AIM OF THE TASK - Every single entry must be restated word for word.
[[ MATERIAL PROVIDED open ]]
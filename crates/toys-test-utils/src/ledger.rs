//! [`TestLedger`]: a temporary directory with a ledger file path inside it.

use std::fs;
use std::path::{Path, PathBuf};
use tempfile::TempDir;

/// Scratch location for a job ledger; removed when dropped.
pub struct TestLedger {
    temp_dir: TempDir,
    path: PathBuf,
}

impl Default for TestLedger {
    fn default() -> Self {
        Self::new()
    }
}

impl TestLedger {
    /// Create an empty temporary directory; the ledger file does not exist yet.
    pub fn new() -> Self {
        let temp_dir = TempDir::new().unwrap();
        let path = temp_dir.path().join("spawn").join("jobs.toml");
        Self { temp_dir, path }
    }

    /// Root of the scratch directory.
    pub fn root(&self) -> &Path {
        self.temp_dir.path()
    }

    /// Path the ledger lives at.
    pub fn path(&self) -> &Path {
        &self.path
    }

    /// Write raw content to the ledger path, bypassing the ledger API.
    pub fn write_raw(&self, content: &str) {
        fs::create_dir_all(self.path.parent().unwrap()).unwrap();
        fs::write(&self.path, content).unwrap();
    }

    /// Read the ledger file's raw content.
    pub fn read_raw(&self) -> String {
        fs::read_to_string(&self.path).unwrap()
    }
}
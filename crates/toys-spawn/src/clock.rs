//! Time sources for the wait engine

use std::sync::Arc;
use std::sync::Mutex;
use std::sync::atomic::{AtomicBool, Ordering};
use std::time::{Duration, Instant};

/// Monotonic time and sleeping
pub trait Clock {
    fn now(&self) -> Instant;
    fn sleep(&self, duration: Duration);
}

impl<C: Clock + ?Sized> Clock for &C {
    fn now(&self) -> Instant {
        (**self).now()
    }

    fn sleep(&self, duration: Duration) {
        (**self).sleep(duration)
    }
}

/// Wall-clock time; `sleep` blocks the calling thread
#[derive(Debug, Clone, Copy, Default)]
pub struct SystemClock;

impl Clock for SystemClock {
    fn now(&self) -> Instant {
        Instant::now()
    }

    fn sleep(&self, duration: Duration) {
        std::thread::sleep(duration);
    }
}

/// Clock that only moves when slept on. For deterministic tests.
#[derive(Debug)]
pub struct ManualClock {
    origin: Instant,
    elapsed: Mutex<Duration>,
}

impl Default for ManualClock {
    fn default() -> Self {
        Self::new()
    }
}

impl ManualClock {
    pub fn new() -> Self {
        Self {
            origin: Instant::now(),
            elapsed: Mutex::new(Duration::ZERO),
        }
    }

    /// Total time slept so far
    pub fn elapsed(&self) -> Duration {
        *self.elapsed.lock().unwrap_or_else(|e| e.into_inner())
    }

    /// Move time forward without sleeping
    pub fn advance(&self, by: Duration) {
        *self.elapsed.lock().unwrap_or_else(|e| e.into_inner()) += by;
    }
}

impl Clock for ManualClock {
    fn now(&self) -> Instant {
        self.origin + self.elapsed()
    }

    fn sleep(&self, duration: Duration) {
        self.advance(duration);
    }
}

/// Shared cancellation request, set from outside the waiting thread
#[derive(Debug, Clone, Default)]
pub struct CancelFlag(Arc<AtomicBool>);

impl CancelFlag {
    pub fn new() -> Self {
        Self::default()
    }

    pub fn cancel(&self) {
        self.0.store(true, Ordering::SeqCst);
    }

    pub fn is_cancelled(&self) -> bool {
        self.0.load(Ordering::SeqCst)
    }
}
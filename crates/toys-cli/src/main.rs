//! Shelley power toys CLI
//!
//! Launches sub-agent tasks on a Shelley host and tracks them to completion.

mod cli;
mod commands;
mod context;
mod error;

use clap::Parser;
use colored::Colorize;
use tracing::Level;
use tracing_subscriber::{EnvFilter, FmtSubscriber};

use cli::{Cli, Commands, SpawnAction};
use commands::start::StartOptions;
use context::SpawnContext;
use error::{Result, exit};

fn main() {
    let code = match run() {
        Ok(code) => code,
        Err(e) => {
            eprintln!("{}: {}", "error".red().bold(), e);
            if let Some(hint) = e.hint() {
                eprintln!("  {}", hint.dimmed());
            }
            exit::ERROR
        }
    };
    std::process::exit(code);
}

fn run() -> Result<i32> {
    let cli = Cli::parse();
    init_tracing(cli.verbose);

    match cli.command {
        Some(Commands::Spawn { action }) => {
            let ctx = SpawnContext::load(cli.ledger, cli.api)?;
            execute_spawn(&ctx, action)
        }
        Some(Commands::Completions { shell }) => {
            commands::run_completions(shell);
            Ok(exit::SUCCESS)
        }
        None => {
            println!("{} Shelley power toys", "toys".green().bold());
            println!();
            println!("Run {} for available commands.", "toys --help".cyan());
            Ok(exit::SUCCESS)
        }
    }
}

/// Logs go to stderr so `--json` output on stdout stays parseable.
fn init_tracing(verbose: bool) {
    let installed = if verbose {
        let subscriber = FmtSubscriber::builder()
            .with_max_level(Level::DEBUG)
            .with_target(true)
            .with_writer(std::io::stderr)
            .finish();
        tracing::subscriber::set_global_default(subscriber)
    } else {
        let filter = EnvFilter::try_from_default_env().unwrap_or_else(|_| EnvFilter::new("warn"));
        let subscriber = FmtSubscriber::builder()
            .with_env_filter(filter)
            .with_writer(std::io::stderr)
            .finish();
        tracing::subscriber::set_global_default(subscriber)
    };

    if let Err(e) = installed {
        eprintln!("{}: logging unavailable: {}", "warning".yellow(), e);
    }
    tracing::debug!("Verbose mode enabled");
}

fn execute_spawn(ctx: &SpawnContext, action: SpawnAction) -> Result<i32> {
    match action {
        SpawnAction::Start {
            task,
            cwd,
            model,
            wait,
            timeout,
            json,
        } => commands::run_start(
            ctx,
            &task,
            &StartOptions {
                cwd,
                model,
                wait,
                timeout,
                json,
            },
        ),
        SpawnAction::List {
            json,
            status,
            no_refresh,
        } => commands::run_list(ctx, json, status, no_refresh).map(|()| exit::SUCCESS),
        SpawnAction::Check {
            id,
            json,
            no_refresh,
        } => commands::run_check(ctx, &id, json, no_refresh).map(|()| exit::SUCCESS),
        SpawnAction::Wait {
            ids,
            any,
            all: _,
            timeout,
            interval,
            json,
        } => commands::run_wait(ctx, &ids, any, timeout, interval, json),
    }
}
[[ MATERIAL PROVIDED closed ]]
SOLUTION TO THE EXERCISE -
filename crates/toys-test-utils/src/ledger.rs
//! [`TestLedger`]: a temporary directory with a ledger file path inside it.

use std::fs;
use std::path::{Path, PathBuf};
use tempfile::TempDir;

/// Scratch location for a job ledger; removed when dropped.
pub struct TestLedger {
    temp_dir: TempDir,
    path: PathBuf,
}

impl Default for TestLedger {
    fn default() -> Self {
        Self::new()
    }
}

impl TestLedger {
    /// Create an empty temporary directory; the ledger file does not exist yet.
    pub fn new() -> Self {
        let temp_dir = TempDir::new().unwrap();
        let path = temp_dir.path().join("spawn").join("jobs.toml");
        Self { temp_dir, path }
    }

    /// Root of the scratch directory.
    pub fn root(&self) -> &Path {
        self.temp_dir.path()
    }

    /// Path the ledger lives at.
    pub fn path(&self) -> &Path {
        &self.path
    }

    /// Write raw content to the ledger path, bypassing the ledger API.
    pub fn write_raw(&self, content: &str) {
        fs::create_dir_all(self.path.parent().unwrap()).unwrap();
        fs::write(&self.path, content).unwrap();
    }

    /// Read the ledger file's raw content.
    pub fn read_raw(&self) -> String {
        fs::read_to_string(&self.path).unwrap()
    }
}
filename crates/toys-spawn/src/clock.rs
//! Time sources for the wait engine

use std::sync::Arc;
use std::sync::Mutex;
use std::sync::atomic::{AtomicBool, Ordering};
use std::time::{Duration, Instant};

/// Monotonic time and sleeping
pub trait Clock {
    fn now(&self) -> Instant;
    fn sleep(&self, duration: Duration);
}

impl<C: Clock + ?Sized> Clock for &C {
    fn now(&self) -> Instant {
        (**self).now()
    }

    fn sleep(&self, duration: Duration) {
        (**self).sleep(duration)
    }
}

/// Wall-clock time; `sleep` blocks the calling thread
#[derive(Debug, Clone, Copy, Default)]
pub struct SystemClock;

impl Clock for SystemClock {
    fn now(&self) -> Instant {
        Instant::now()
    }

    fn sleep(&self, duration: Duration) {
        std::thread::sleep(duration);
    }
}

/// Clock that only moves when slept on. For deterministic tests.
#[derive(Debug)]
pub struct ManualClock {
    origin: Instant,
    elapsed: Mutex<Duration>,
}

impl Default for ManualClock {
    fn default() -> Self {
        Self::new()
    }
}

impl ManualClock {
    pub fn new() -> Self {
        Self {
            origin: Instant::now(),
            elapsed: Mutex::new(Duration::ZERO),
        }
    }

    /// Total time slept so far
    pub fn elapsed(&self) -> Duration {
        *self.elapsed.lock().unwrap_or_else(|e| e.into_inner())
    }

    /// Move time forward without sleeping
    pub fn advance(&self, by: Duration) {
        *self.elapsed.lock().unwrap_or_else(|e| e.into_inner()) += by;
    }
}

impl Clock for ManualClock {
    fn now(&self) -> Instant {
        self.origin + self.elapsed()
    }

    fn sleep(&self, duration: Duration) {
        self.advance(duration);
    }
}

/// Shared cancellation request, set from outside the waiting thread
#[derive(Debug, Clone, Default)]
pub struct CancelFlag(Arc<AtomicBool>);

impl CancelFlag {
    pub fn new() -> Self {
        Self::default()
    }

    pub fn cancel(&self) {
        self.0.store(true, Ordering::SeqCst);
    }

    pub fn is_cancelled(&self) -> bool {
        self.0.load(Ordering::SeqCst)
    }
}
filename crates/toys-cli/src/main.rs
//! Shelley power toys CLI
//!
//! Launches sub-agent tasks on a Shelley host and tracks them to completion.

mod cli;
mod commands;
mod context;
mod error;

use clap::Parser;
use colored::Colorize;
use tracing::Level;
use tracing_subscriber::{EnvFilter, FmtSubscriber};

use cli::{Cli, Commands, SpawnAction};
use commands::start::StartOptions;
use context::SpawnContext;
use error::{Result, exit};

fn main() {
    let code = match run() {
        Ok(code) => code,
        Err(e) => {
            eprintln!("{}: {}", "error".red().bold(), e);
            if let Some(hint) = e.hint() {
                eprintln!("  {}", hint.dimmed());
            }
            exit::ERROR
        }
    };
    std::process::exit(code);
}

fn run() -> Result<i32> {
    let cli = Cli::parse();
    init_tracing(cli.verbose);

    match cli.command {
        Some(Commands::Spawn { action }) => {
            let ctx = SpawnContext::load(cli.ledger, cli.api)?;
            execute_spawn(&ctx, action)
        }
        Some(Commands::Completions { shell }) => {
            commands::run_completions(shell);
            Ok(exit::SUCCESS)
        }
        None => {
            println!("{} Shelley power toys", "toys".green().bold());
            println!();
            println!("Run {} for available commands.", "toys --help".cyan());
            Ok(exit::SUCCESS)
        }
    }
}

/// Logs go to stderr so `--json` output on stdout stays parseable.
fn init_tracing(verbose: bool) {
    let installed = if verbose {
        let subscriber = FmtSubscriber::builder()
            .with_max_level(Level::DEBUG)
            .with_target(true)
            .with_writer(std::io::stderr)
            .finish();
        tracing::subscriber::set_global_default(subscriber)
    } else {
        let filter = EnvFilter::try_from_default_env().unwrap_or_else(|_| EnvFilter::new("warn"));
        let subscriber = FmtSubscriber::builder()
            .with_env_filter(filter)
            .with_writer(std::io::stderr)
            .finish();
        tracing::subscriber::set_global_default(subscriber)
    };

    if let Err(e) = installed {
        eprintln!("{}: logging unavailable: {}", "warning".yellow(), e);
    }
    tracing::debug!("Verbose mode enabled");
}

fn execute_spawn(ctx: &SpawnContext, action: SpawnAction) -> Result<i32> {
    match action {
        SpawnAction::Start {
            task,
            cwd,
            model,
            wait,
            timeout,
            json,
        } => commands::run_start(
            ctx,
            &task,
            &StartOptions {
                cwd,
                model,
                wait,
                timeout,
                json,
            },
        ),
        SpawnAction::List {
            json,
            status,
            no_refresh,
        } => commands::run_list(ctx, json, status, no_refresh).map(|()| exit::SUCCESS),
        SpawnAction::Check {
            id,
            json,
            no_refresh,
        } => commands::run_check(ctx, &id, json, no_refresh).map(|()| exit::SUCCESS),
        SpawnAction::Wait {
            ids,
            any,
            all: _,
            timeout,
            interval,
            json,
        } => commands::run_wait(ctx, &ids, any, timeout, interval, json),
    }
}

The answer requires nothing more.